--- START ---

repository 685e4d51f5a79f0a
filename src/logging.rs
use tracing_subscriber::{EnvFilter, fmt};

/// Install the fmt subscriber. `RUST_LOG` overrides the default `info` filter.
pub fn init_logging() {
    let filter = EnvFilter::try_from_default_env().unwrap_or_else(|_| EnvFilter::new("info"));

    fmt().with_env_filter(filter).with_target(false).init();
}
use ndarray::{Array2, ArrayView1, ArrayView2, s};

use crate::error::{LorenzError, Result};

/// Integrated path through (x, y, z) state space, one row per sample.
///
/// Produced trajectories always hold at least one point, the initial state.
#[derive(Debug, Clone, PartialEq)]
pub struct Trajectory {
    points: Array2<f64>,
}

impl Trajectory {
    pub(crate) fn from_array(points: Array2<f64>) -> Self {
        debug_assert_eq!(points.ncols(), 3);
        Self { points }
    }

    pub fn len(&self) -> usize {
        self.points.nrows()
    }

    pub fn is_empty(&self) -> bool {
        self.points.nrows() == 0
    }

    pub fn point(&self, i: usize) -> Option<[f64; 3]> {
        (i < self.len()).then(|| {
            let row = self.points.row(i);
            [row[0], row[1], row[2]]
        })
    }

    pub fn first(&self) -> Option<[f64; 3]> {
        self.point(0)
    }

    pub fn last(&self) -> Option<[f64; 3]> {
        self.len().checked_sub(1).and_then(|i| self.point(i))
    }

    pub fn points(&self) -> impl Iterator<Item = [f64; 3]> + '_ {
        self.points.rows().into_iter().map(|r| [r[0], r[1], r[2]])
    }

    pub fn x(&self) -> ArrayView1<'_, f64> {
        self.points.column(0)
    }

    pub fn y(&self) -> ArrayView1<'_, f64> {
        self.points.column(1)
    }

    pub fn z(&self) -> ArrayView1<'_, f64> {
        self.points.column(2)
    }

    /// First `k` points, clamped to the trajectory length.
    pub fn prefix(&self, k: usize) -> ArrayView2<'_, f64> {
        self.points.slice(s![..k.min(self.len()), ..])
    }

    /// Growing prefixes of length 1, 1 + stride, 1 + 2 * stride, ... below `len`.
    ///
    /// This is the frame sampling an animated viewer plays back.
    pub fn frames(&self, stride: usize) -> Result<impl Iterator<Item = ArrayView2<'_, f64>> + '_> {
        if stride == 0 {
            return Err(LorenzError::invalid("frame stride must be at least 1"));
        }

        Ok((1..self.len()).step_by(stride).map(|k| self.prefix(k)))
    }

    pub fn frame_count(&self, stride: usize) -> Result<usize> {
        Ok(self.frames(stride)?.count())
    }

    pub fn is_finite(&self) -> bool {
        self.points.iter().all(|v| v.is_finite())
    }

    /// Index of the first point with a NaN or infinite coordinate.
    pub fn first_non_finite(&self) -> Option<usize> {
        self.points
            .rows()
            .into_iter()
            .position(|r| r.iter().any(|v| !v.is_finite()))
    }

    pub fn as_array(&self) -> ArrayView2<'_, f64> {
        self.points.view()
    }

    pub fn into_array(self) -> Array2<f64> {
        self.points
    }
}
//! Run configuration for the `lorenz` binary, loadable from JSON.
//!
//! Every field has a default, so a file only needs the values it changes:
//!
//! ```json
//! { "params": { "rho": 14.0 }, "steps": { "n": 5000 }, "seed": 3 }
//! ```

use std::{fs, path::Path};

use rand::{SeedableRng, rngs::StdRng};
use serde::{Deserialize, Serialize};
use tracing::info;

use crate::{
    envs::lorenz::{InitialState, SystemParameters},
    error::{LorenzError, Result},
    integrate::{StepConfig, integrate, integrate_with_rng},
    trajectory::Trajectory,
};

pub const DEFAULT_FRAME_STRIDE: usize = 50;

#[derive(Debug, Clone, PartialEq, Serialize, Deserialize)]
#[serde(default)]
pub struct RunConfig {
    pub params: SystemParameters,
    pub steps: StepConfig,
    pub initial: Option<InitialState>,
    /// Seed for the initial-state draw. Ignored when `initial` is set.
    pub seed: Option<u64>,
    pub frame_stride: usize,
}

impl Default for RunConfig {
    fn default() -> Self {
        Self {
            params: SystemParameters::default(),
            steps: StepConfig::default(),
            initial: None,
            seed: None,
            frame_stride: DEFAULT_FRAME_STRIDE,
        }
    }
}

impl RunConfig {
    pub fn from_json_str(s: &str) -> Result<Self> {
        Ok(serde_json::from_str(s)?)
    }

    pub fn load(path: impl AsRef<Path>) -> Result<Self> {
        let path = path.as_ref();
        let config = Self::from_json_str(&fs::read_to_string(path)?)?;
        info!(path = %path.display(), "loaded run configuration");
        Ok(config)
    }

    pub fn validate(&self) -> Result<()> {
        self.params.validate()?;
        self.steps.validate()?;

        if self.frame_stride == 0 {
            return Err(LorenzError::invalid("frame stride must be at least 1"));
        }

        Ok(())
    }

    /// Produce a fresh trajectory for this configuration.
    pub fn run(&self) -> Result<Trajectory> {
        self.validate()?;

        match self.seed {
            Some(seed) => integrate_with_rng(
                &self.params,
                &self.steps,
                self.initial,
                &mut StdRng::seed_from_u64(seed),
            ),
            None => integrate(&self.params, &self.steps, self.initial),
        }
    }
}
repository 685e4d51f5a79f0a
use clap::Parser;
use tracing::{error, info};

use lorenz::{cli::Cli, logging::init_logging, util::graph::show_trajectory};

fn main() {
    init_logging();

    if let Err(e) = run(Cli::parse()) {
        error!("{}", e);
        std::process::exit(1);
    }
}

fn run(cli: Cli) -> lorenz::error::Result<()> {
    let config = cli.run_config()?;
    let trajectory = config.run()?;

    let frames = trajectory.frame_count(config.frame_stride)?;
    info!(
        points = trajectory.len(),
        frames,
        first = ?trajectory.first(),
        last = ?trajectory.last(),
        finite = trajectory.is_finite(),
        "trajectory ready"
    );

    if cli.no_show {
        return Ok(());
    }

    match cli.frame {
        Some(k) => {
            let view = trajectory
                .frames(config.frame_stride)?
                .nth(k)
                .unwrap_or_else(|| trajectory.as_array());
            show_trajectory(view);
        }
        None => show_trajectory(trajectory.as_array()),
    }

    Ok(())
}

--- END ---
--- START ---

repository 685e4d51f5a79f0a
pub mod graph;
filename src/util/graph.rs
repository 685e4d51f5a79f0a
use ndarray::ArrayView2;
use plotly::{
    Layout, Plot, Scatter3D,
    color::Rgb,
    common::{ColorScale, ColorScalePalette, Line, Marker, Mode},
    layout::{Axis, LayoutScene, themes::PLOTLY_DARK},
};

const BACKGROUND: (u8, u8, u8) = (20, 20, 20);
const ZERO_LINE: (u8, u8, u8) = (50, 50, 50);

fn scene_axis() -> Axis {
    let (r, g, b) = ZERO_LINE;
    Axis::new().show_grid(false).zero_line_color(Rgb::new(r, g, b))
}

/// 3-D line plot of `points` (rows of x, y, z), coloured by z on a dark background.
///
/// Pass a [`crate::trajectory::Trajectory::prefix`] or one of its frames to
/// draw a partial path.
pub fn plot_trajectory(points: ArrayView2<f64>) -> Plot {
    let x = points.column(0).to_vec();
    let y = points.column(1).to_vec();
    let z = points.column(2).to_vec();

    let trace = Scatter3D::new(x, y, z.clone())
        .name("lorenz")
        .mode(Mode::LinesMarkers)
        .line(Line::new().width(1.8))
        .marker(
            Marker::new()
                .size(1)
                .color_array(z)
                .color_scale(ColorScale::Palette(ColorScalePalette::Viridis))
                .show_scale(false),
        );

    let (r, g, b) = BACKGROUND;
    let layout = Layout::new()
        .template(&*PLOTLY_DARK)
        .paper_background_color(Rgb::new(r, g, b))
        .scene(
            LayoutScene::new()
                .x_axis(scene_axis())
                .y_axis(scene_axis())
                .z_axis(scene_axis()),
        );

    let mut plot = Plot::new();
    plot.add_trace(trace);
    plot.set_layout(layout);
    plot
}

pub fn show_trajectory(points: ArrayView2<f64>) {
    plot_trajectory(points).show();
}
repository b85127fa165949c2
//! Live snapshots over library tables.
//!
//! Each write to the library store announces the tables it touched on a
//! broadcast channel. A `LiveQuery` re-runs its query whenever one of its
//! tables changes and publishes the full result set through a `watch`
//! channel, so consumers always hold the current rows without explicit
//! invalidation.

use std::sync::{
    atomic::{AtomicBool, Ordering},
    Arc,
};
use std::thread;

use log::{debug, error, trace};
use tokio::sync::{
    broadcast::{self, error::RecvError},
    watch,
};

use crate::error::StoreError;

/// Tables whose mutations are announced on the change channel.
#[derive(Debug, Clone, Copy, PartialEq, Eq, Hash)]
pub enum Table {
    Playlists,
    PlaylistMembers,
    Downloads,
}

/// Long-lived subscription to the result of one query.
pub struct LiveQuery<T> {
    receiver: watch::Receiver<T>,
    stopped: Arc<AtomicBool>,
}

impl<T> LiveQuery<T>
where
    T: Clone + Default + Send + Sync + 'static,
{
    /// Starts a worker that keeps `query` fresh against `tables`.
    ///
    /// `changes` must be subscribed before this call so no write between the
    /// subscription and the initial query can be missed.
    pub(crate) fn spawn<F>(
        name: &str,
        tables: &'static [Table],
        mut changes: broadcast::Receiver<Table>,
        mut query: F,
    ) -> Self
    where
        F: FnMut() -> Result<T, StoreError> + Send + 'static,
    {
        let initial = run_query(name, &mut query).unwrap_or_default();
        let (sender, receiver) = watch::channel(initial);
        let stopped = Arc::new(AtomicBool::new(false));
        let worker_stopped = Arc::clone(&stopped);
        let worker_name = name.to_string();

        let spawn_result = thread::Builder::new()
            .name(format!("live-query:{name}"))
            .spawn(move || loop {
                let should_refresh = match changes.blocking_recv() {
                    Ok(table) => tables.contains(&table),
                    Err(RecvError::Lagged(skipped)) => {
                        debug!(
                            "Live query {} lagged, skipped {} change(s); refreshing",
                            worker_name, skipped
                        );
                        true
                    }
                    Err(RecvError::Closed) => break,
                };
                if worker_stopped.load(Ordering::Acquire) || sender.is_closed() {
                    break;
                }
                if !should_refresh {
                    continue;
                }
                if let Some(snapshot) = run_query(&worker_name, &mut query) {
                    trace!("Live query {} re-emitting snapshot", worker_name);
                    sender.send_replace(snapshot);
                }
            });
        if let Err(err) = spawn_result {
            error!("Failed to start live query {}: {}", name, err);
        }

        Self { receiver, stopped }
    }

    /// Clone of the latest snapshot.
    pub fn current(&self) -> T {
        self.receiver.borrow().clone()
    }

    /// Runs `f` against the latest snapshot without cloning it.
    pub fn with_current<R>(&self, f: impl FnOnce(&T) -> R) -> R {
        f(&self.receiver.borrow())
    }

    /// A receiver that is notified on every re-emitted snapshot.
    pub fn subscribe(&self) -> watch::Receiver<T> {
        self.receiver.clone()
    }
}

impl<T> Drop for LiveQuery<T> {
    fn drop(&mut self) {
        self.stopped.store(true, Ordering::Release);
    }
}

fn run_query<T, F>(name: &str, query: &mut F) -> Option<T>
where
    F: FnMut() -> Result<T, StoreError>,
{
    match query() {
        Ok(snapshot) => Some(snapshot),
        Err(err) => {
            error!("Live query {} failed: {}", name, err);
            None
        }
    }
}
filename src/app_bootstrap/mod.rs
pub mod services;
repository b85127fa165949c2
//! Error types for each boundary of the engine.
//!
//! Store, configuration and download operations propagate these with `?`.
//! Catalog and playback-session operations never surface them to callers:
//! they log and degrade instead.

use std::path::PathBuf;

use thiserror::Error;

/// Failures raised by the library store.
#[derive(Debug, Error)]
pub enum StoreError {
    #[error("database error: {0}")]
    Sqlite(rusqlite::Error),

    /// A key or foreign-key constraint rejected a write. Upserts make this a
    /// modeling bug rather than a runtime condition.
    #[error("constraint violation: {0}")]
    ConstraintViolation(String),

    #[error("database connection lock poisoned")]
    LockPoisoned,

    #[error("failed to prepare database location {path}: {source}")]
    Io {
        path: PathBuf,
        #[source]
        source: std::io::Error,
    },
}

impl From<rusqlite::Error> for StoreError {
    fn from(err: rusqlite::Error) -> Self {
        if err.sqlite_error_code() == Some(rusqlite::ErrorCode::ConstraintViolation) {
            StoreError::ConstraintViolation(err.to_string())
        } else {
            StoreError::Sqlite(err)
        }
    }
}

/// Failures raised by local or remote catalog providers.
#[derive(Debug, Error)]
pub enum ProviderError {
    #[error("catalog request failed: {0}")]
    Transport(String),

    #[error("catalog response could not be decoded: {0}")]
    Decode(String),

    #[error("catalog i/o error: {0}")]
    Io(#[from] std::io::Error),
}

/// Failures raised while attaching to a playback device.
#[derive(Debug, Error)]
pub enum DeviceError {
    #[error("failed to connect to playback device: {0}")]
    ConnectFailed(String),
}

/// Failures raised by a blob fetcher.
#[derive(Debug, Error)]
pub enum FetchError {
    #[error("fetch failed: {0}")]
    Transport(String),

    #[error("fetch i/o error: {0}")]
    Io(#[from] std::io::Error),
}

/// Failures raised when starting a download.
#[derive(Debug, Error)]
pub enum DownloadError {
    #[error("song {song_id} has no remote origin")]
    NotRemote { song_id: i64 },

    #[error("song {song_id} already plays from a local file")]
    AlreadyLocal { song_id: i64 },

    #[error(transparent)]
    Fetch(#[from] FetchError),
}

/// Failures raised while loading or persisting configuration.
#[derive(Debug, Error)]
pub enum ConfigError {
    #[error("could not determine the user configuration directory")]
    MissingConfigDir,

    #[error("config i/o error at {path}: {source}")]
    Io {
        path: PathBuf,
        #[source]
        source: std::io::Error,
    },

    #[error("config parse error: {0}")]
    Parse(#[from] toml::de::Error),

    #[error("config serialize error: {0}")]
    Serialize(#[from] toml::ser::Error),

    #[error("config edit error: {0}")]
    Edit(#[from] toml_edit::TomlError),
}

--- END ---
--- START ---

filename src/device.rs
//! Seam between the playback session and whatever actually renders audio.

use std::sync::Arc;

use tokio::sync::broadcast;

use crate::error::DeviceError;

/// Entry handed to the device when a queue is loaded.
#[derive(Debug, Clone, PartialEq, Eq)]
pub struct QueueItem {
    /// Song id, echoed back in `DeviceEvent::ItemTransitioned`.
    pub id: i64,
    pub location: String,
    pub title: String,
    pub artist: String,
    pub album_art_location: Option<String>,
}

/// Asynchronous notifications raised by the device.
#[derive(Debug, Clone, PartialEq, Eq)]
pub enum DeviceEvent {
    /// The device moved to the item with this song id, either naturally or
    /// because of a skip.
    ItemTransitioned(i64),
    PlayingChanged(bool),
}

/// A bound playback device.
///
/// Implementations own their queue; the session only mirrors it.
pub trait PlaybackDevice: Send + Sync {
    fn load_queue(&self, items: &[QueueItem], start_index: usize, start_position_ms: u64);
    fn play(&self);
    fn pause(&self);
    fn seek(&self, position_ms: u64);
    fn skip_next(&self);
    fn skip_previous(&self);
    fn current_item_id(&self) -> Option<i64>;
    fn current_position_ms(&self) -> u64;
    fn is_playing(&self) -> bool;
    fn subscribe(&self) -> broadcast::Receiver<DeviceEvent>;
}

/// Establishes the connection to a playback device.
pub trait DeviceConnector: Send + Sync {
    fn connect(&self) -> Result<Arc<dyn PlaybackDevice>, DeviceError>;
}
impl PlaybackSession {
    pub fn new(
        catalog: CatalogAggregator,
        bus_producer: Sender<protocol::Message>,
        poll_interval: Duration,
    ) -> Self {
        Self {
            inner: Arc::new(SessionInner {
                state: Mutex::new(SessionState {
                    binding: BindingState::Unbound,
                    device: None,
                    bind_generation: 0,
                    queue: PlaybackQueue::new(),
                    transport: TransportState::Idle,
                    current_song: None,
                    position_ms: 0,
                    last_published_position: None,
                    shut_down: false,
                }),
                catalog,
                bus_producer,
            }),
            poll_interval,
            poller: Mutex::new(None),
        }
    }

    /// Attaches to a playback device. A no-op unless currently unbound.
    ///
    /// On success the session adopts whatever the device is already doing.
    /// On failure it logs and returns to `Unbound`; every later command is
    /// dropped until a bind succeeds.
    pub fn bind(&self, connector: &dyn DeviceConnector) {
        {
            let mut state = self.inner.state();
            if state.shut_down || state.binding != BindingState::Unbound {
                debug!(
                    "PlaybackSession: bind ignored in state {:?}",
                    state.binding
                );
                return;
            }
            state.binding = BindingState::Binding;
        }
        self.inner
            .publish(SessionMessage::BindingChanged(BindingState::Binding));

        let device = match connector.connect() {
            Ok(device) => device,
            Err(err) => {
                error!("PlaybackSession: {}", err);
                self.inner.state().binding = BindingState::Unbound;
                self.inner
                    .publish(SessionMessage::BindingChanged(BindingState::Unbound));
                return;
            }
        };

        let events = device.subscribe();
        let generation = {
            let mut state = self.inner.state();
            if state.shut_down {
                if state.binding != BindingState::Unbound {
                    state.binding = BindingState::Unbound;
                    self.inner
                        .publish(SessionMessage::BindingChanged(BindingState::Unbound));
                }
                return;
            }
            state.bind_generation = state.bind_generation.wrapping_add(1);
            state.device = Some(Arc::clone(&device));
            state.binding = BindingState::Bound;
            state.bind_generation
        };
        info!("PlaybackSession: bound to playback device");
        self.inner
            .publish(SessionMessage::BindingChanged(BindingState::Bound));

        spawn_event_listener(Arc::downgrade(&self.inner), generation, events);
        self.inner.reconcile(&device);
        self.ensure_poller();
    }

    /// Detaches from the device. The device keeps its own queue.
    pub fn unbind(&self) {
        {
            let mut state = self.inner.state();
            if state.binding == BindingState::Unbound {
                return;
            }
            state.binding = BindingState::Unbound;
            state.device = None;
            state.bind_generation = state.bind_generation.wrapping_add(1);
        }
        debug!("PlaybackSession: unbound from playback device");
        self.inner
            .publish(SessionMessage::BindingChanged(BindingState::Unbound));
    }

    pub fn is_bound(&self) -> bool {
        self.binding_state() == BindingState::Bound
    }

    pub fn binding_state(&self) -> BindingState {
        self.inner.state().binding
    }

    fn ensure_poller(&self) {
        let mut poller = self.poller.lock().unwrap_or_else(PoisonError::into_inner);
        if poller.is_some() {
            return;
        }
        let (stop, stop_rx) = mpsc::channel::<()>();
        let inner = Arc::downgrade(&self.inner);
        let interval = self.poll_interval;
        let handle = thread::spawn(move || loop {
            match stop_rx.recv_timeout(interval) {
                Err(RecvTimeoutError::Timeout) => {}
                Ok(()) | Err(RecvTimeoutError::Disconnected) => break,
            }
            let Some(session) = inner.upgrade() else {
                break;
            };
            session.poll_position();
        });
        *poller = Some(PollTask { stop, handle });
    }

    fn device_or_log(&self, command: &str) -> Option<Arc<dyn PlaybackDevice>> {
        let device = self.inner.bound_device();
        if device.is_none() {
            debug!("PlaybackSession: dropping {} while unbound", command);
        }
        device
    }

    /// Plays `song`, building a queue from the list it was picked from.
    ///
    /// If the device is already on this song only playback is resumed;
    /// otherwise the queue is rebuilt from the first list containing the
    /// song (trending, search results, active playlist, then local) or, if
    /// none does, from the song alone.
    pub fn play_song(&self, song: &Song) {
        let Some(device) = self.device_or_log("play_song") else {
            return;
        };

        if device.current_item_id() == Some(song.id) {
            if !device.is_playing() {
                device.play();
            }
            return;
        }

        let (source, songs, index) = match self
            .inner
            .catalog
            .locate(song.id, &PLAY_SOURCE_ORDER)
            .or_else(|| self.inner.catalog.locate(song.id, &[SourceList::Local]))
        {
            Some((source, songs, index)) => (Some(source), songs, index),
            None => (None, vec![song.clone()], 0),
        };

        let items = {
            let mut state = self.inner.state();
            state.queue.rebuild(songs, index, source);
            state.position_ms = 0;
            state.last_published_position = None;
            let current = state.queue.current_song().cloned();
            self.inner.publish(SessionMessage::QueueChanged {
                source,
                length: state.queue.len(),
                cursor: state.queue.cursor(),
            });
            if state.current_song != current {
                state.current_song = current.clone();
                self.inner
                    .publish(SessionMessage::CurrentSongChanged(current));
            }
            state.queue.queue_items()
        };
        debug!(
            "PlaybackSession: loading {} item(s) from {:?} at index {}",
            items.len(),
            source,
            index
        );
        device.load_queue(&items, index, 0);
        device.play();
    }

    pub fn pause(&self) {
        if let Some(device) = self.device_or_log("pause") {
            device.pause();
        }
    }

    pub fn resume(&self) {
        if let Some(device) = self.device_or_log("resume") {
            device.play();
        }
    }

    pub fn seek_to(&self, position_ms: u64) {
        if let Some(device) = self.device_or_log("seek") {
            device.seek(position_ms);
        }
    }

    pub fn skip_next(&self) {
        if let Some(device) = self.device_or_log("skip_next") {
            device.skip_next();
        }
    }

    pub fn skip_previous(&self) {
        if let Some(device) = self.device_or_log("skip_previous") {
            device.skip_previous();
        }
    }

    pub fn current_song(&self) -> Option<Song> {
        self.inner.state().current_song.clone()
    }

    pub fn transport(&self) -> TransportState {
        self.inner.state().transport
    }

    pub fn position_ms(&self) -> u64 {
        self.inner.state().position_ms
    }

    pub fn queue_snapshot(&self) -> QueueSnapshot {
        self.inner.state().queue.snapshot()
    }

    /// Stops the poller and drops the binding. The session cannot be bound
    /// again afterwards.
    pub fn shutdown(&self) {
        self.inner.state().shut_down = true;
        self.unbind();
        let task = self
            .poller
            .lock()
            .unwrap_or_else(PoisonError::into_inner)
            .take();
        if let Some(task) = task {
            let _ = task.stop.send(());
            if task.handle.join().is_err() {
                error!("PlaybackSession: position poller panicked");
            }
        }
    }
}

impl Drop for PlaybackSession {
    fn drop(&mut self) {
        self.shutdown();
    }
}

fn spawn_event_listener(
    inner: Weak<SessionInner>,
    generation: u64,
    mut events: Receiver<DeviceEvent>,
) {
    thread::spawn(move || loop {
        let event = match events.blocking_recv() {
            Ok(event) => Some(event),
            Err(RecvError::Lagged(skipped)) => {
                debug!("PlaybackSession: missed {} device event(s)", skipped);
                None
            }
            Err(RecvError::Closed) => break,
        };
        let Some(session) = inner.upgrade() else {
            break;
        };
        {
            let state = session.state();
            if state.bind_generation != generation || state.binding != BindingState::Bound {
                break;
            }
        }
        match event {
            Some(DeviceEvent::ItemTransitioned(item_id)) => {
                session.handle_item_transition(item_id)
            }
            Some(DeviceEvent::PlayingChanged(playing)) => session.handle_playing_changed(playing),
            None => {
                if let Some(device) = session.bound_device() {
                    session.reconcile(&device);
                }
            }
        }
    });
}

--- END ---

• EXERCISE DIRECTIONS
Repeat exactly the lines of the listing above, from the one with "state.position_ms = 0;" down to the one with "device.load_queue(&items, index, 0);"; both of those lines belong in the range.

• YOUR SOLUTION
            state.position_ms = 0;
            state.last_published_position = None;
            let current = state.queue.current_song().cloned();
            self.inner.publish(SessionMessage::QueueChanged {
                source,
                length: state.queue.len(),
                cursor: state.queue.cursor(),
            });
            if state.current_song != current {
                state.current_song = current.clone();
                self.inner
                    .publish(SessionMessage::CurrentSongChanged(current));
            }
            state.queue.queue_items()
        };
        debug!(
            "PlaybackSession: loading {} item(s) from {:?} at index {}",
            items.len(),
            source,
            index
        );
        device.load_queue(&items, index, 0);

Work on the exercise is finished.